Cape Town Community Police Forum (CPF) spokeswoman, Nicola Jowell, said while Cape Town station was not in the CPF’s precinct, they still remained deeply concerned about crime in and around the Cape Town railway station and on the trains.
She also said it was not usual to have violent incidents such as this one.
“Most of the crime related to the station is around common robbery or theft- and drug-related crime. Commuters have no choice but to use the station as their means of entry into the city and they need to feel that they can do so safely.
“This was indeed a very sad incident and we wish a speedy recovery to the man who was hurt in this incident.”
In his letter to Ms Peters, Mr Harris said: “I am disappointed to see that there is barely any visible security or police on the platforms, especially at month-end times when our members and commuters are travelling home with their hard earned salaries.
The security and police are also missing in action when trains are delayed and there are hordes of commuters on the platforms waiting for a train.”
Colonel Zandberg said the Rapid Rail Police Unit deployed members according to the weekly crime pattern analysis. “Members are deployed on platforms (during) peak time, mornings and afternoons, according to their mandate to perform crime prevention duties in terms of the crime pattern analysis and crime analysis.”
The Cape Town division of the railway police, a team of 65 police officers, is responsible for policing 23 stations and for the lines transporting commuters from Cape Town to Bellville via Maitland, and Cape Town to Bellville via Monta Vista.
The 65 members are divided into two platoons, with 32 members working 12-hour shifts. One platoon is on duty per day, covering 24 hours, said Colonel Zandberg.
Prasa, which recently came under fire from businesses at the station about its plan to spend R1 billion on a 120-room hotel, retail space and office block on the station forecourt, but not addressing security, among other concerns (“R1bn development for station forecourt, CapeTowner, July 28,”), declined to comment on the incident or answer questions posed by the CapeTowner, saying that it was a national matter.

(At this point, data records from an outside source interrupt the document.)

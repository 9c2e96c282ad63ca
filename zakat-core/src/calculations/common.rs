//! Common utility functions for zakat calculations.
//!
//! This module provides the lenient numeric coercion applied to every form
//! field and the rounding used when amounts are displayed.

use rust_decimal::Decimal;
use tracing::warn;

/// Most fraction digits a [`Decimal`] can carry.
const MAX_SCALE: u32 = 28;

/// Most digits an integer [`Decimal`] can have.
const MAX_INTEGER_DIGITS: usize = 29;

/// Digits that always fit in an `i128`.
const MAX_I128_DIGITS: usize = 38;

/// Rounds a decimal value to exactly two decimal places using half-up rounding.
///
/// Values at exactly 0.005 are rounded away from zero.
///
/// # Examples
///
/// ```
/// use rust_decimal_macros::dec;
/// use zakat_core::calculations::common::round_half_up;
///
/// assert_eq!(round_half_up(dec!(124.994)), dec!(124.99));
/// assert_eq!(round_half_up(dec!(124.995)), dec!(125.00));
/// assert_eq!(round_half_up(dec!(-2.505)), dec!(-2.51)); // Away from zero
/// ```
pub fn round_half_up(value: Decimal) -> Decimal {
    value.round_dp_with_strategy(2, rust_decimal::RoundingStrategy::MidpointAwayFromZero)
}

/// Reads the number at the start of `input`, ignoring anything after it.
///
/// Leading and trailing whitespace is skipped. The number may carry a sign,
/// a fractional part and an exponent (`1.5e3`). Returns `None` when the
/// input does not start with a number or the number does not fit in a
/// [`Decimal`].
///
/// # Examples
///
/// ```
/// use rust_decimal_macros::dec;
/// use zakat_core::calculations::common::parse_leading_decimal;
///
/// assert_eq!(parse_leading_decimal("  42.50 "), Some(dec!(42.50)));
/// assert_eq!(parse_leading_decimal("12abc"), Some(dec!(12)));
/// assert_eq!(parse_leading_decimal("1,000"), Some(dec!(1)));
/// assert_eq!(parse_leading_decimal("2.5e2"), Some(dec!(250)));
/// assert_eq!(parse_leading_decimal("abc"), None);
/// assert_eq!(parse_leading_decimal(""), None);
/// ```
pub fn parse_leading_decimal(input: &str) -> Option<Decimal> {
    let (prefix, _) = split_numeric_prefix(input.trim())?;
    decimal_from_prefix(prefix)
}

/// Converts one raw form value into its contribution to the total.
///
/// Empty input is zero. Input without a leading number, or whose number is
/// out of range, is also zero and is reported with a warning. Trailing
/// characters after a number are dropped with a warning.
///
/// # Examples
///
/// ```
/// use rust_decimal_macros::dec;
/// use zakat_core::calculations::common::coerce_amount;
///
/// assert_eq!(coerce_amount("1000"), dec!(1000));
/// assert_eq!(coerce_amount("-100"), dec!(-100));
/// assert_eq!(coerce_amount(""), dec!(0));
/// assert_eq!(coerce_amount("abc"), dec!(0));
/// ```
pub fn coerce_amount(input: &str) -> Decimal {
    let trimmed = input.trim();
    if trimmed.is_empty() {
        return Decimal::ZERO;
    }

    let Some((prefix, rest)) = split_numeric_prefix(trimmed) else {
        warn!(input = %input, "value is not a number; counted as zero");
        return Decimal::ZERO;
    };

    match decimal_from_prefix(prefix) {
        Some(amount) => {
            if !rest.is_empty() {
                warn!(
                    input = %input,
                    amount = %amount,
                    ignored = %rest,
                    "ignored characters after number"
                );
            }
            amount
        }
        None => {
            warn!(input = %input, "number is out of range; counted as zero");
            Decimal::ZERO
        }
    }
}

/// Splits `input` into its longest numeric prefix and the remainder.
///
/// The prefix grammar is `[+-]? (digits [. digits?] | . digits) ([eE] [+-]? digits)?`.
/// An exponent marker without digits is not part of the prefix.
fn split_numeric_prefix(input: &str) -> Option<(&str, &str)> {
    let bytes = input.as_bytes();
    let digits_from = |start: usize| {
        bytes[start..]
            .iter()
            .take_while(|b| b.is_ascii_digit())
            .count()
    };

    let mut pos = 0;
    if matches!(bytes.first(), Some(b'+' | b'-')) {
        pos += 1;
    }

    let int_digits = digits_from(pos);
    pos += int_digits;

    let mut mantissa_digits = int_digits;
    if bytes.get(pos) == Some(&b'.') {
        let frac_digits = digits_from(pos + 1);
        mantissa_digits += frac_digits;
        if mantissa_digits > 0 {
            pos += 1 + frac_digits;
        }
    }

    if mantissa_digits == 0 {
        return None;
    }

    if matches!(bytes.get(pos), Some(b'e' | b'E')) {
        let mut end = pos + 1;
        if matches!(bytes.get(end), Some(b'+' | b'-')) {
            end += 1;
        }
        let exp_digits = digits_from(end);
        if exp_digits > 0 {
            pos = end + exp_digits;
        }
    }

    // Every consumed byte is ASCII, so `pos` is a char boundary.
    Some(input.split_at(pos))
}

/// Converts a prefix accepted by [`split_numeric_prefix`] into a [`Decimal`].
///
/// The exponent only moves the decimal point, so it is folded into the
/// scale before any digits are dropped or the range is checked.
fn decimal_from_prefix(prefix: &str) -> Option<Decimal> {
    let (negative, unsigned) = match prefix.strip_prefix('-') {
        Some(rest) => (true, rest),
        None => (false, prefix.strip_prefix('+').unwrap_or(prefix)),
    };

    let (mantissa, exponent) = match unsigned.split_once(['e', 'E']) {
        Some((mantissa, exponent)) => (
            mantissa,
            exponent.parse::<i64>().unwrap_or(if exponent.starts_with('-') {
                i64::MIN
            } else {
                i64::MAX
            }),
        ),
        None => (unsigned, 0),
    };

    let (int_part, frac_part) = mantissa.split_once('.').unwrap_or((mantissa, ""));
    let digits = format!("{int_part}{frac_part}");
    let digits = digits.trim_start_matches('0');
    if digits.is_empty() {
        return Some(Decimal::ZERO);
    }

    let scale = (frac_part.len() as i64).saturating_sub(exponent);
    let value = if scale < 0 {
        // Integer with trailing zeros; anything past 29 digits overflows.
        if scale < -(MAX_INTEGER_DIGITS as i64) {
            return None;
        }
        let zeros = "0".repeat(scale.unsigned_abs() as usize);
        decimal_from_digits(&format!("{digits}{zeros}"), 0)?
    } else {
        decimal_from_digits(digits, scale)?
    };

    Some(if negative && !value.is_zero() { -value } else { value })
}

/// Builds `digits × 10^-scale`, dropping trailing fraction digits until the
/// value fits. Returns `None` only when the integer part alone overflows.
fn decimal_from_digits(
    digits: &str,
    scale: i64,
) -> Option<Decimal> {
    let mut digits = digits;
    let mut scale = scale;

    let drop = (scale - MAX_SCALE as i64)
        .max(digits.len() as i64 - MAX_I128_DIGITS as i64)
        .clamp(0, scale);
    if drop >= digits.len() as i64 {
        return Some(Decimal::ZERO);
    }
    digits = &digits[..digits.len() - drop as usize];
    scale -= drop;

    loop {
        if digits.len() <= MAX_I128_DIGITS {
            let mantissa = digits.parse::<i128>().ok()?;
            if let Ok(value) = Decimal::try_from_i128_with_scale(mantissa, scale as u32) {
                return Some(value);
            }
        }
        if scale == 0 {
            return None;
        }
        digits = &digits[..digits.len() - 1];
        scale -= 1;
        if digits.is_empty() {
            return Some(Decimal::ZERO);
        }
    }
}
use std::fmt;

use rust_decimal::Decimal;
use serde::{Deserialize, Serialize};

use crate::calculations::common::coerce_amount;

/// Text exactly as the user typed it into a field.
///
/// Values are never validated on entry. Whatever cannot be read as a number
/// contributes zero when the form is totalled (see [`RawValue::amount`]).
#[derive(Debug, Clone, Default, PartialEq, Eq, Hash, Serialize, Deserialize)]
#[serde(transparent)]
pub struct RawValue(String);

impl RawValue {
    pub fn new(value: impl Into<String>) -> Self {
        Self(value.into())
    }

    pub fn as_str(&self) -> &str {
        &self.0
    }

    pub fn is_empty(&self) -> bool {
        self.0.is_empty()
    }

    /// The numeric contribution of this value.
    ///
    /// # Example
    ///
    /// ```
    /// use rust_decimal_macros::dec;
    /// use zakat_core::RawValue;
    ///
    /// assert_eq!(RawValue::from(" 250.5 ").amount(), dec!(250.5));
    /// assert_eq!(RawValue::from("abc").amount(), dec!(0));
    /// assert_eq!(RawValue::default().amount(), dec!(0));
    /// ```
    pub fn amount(&self) -> Decimal {
        coerce_amount(&self.0)
    }
}

impl From<&str> for RawValue {
    fn from(value: &str) -> Self {
        Self(value.to_string())
    }
}

impl From<String> for RawValue {
    fn from(value: String) -> Self {
        Self(value)
    }
}

impl fmt::Display for RawValue {
    fn fmt(
        &self,
        f: &mut fmt::Formatter<'_>,
    ) -> fmt::Result {
        f.write_str(&self.0)
    }
}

However, in previous correspondence, Patrick Gombert of Prasa, said that a security task team, which included SAPS Rapid Railway Unit, Law Enforcement, Prasa Asset Protection and Prasa Cres, met every second week to deal with crime in and around the station precinct.
“To date, operations were initiated and successfully carried out. These operations are continuous,” said Mr Gombert said at the time.
Ms Jowell said the reality was that there were not enough police officers to have someone stationed on every corner and every platform.
“The police are supplemented by private security and we need to make sure they are working hand-in-hand to look after the safety of commuters.
“We need to ensure that the police are responding to calls within the fastest possible time.”
On Wednesday July 28, 1 926 new police constables graduated and were deployed to various police stations in the Western Cape, with 64 of them joining the ranks of Cape Town Central police station.
Asked whether any new recruits were sent to the SAPS Rapid Railway Unit, Colonel Zandberg said the Rapid Rail Police Unit would expand “in the future” .
In response to the letter by Mr Harris, Ms Peters’ private secretary, Lavhe Mulangaphuma, said a meeting had been scheduled to take place next week in Pretoria between UNTU and the minister.
The date of the meeting has not yet been confirmed.